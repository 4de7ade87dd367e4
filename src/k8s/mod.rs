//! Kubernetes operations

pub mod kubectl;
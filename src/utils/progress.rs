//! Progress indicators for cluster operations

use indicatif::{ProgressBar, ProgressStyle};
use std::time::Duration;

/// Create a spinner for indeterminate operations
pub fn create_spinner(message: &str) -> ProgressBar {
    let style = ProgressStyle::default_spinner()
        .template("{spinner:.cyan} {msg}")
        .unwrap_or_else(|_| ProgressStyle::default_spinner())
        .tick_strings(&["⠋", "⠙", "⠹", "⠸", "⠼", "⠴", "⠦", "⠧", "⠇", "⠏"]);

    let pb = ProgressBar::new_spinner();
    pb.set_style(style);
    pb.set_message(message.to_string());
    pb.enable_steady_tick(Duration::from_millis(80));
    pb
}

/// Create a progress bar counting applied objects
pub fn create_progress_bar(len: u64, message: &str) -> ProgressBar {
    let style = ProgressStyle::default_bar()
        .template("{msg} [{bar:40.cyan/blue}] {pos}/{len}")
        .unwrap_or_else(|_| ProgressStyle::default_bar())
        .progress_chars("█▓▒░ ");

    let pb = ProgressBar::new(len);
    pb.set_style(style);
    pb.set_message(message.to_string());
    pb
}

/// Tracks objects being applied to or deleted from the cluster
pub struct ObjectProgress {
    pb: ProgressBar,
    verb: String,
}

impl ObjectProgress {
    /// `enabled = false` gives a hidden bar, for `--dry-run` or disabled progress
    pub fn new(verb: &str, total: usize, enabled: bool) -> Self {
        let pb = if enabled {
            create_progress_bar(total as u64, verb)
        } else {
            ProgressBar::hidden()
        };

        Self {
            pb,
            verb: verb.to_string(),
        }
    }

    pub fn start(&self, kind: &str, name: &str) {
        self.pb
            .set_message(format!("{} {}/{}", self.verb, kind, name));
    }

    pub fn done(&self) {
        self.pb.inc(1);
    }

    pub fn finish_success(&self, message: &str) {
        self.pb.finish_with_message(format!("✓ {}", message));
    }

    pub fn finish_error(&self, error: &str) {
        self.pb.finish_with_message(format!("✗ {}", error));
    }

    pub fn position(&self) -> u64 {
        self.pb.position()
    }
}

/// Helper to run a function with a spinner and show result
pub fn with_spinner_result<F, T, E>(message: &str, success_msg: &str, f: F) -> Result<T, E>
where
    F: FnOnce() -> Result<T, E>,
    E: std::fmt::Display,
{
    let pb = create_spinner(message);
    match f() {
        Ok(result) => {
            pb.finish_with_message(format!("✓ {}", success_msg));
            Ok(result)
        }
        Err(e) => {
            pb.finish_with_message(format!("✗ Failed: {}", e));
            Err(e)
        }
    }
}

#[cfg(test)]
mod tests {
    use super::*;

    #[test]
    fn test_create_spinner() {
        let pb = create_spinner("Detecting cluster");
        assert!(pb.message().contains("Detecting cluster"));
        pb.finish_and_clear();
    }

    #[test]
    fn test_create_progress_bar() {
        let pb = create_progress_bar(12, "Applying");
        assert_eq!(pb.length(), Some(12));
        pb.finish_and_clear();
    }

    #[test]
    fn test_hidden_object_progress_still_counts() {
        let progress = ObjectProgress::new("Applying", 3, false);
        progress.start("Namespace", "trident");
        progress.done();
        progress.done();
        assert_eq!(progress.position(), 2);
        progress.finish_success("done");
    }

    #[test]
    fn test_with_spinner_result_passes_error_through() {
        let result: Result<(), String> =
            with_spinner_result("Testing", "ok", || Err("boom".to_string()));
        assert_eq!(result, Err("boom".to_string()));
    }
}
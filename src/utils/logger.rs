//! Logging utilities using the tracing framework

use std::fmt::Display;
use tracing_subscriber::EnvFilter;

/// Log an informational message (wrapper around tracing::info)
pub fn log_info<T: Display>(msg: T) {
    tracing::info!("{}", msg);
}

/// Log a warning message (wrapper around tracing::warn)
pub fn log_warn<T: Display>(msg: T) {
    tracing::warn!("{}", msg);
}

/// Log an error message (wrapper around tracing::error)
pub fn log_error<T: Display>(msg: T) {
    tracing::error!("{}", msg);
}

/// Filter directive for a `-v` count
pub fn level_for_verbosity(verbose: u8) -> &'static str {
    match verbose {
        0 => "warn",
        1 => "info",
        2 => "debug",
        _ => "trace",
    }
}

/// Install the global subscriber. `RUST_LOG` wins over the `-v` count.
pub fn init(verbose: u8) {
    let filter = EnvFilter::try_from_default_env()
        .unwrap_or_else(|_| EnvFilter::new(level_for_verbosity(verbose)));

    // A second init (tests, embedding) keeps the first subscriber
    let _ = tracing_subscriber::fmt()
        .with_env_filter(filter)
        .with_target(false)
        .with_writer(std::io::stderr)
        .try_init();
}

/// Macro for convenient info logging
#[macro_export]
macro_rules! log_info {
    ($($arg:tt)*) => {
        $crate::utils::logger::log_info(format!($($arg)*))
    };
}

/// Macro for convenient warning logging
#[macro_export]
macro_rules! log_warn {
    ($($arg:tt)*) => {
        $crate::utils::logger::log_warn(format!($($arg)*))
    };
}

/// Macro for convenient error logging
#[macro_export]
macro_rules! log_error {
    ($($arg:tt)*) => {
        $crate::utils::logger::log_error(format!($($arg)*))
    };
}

* * *

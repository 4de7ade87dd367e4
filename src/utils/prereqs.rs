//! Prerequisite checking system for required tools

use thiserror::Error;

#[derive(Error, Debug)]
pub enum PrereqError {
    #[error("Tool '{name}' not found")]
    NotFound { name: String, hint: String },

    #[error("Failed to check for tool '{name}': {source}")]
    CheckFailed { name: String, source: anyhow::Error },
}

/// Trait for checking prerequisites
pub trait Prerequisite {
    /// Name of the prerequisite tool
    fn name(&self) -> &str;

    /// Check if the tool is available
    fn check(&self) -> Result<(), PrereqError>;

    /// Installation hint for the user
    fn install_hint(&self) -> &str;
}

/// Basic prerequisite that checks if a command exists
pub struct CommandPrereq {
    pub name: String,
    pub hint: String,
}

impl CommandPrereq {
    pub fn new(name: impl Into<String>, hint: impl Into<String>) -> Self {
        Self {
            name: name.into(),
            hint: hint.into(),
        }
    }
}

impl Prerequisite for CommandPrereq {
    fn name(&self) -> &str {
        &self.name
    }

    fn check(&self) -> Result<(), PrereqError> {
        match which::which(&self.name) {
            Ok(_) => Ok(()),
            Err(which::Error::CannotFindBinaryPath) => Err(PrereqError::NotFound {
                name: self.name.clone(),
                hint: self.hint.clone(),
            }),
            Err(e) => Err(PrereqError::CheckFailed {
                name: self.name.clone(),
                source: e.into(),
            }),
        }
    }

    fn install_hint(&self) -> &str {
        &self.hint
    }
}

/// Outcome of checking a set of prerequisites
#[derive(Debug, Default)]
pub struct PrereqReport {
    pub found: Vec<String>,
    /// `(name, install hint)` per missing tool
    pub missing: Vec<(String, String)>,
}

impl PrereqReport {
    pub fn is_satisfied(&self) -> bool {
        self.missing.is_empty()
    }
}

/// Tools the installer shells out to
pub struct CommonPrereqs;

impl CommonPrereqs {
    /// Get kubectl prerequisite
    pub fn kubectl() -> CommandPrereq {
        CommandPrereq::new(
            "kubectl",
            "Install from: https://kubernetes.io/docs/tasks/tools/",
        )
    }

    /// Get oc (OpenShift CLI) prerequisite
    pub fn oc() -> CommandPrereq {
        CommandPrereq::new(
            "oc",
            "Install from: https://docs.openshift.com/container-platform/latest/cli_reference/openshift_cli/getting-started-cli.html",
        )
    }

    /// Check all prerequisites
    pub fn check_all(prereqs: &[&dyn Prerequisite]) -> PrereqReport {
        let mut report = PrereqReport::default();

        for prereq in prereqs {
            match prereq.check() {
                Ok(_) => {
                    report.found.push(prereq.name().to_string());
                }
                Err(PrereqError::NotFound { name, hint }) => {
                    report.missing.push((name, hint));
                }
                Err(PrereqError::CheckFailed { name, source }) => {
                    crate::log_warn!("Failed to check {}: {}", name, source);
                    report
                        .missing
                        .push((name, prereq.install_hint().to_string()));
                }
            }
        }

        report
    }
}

* * *

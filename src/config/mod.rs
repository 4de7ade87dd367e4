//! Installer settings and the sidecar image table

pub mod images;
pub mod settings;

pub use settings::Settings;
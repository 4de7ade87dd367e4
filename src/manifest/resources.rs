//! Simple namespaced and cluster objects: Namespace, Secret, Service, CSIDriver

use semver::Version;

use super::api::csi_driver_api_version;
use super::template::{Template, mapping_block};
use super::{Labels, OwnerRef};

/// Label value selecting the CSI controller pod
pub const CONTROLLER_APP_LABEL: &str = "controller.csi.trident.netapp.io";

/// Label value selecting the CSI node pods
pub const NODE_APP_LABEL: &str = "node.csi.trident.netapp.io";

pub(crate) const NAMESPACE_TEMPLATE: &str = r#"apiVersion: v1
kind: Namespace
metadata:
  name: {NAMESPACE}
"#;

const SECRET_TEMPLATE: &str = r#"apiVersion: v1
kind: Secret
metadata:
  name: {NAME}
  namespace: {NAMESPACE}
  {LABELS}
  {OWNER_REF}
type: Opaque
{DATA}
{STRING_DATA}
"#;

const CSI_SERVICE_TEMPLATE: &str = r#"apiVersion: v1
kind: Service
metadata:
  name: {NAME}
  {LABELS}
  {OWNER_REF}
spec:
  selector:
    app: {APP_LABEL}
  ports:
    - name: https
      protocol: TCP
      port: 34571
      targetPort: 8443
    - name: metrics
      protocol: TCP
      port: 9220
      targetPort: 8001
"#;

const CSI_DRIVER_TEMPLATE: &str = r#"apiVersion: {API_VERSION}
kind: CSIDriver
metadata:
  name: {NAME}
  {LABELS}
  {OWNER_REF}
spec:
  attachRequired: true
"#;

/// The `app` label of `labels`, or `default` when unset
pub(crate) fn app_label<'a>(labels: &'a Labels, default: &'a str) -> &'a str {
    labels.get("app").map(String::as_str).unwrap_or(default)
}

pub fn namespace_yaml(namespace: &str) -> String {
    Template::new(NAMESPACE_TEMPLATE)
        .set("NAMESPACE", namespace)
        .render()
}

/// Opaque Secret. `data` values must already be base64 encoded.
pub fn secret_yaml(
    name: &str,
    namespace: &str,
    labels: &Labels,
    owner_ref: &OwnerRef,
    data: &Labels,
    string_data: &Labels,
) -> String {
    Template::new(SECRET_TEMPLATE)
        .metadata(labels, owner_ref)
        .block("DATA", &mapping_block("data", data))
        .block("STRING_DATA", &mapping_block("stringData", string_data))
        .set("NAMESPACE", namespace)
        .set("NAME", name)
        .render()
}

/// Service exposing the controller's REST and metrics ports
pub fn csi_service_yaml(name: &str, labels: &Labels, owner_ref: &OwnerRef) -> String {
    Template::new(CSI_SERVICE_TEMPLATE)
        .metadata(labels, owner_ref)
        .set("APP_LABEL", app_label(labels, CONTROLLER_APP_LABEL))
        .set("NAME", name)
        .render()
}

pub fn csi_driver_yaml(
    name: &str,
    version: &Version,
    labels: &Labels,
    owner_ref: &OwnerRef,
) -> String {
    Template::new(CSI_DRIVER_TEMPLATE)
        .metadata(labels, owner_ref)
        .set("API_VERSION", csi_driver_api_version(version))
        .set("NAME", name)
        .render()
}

* * *

> EXERCISE
Find the word "CSIDriver" in the listing above. Copy each line where it appears.

> RESULT
//! Simple namespaced and cluster objects: Namespace, Secret, Service, CSIDriver
kind: CSIDriver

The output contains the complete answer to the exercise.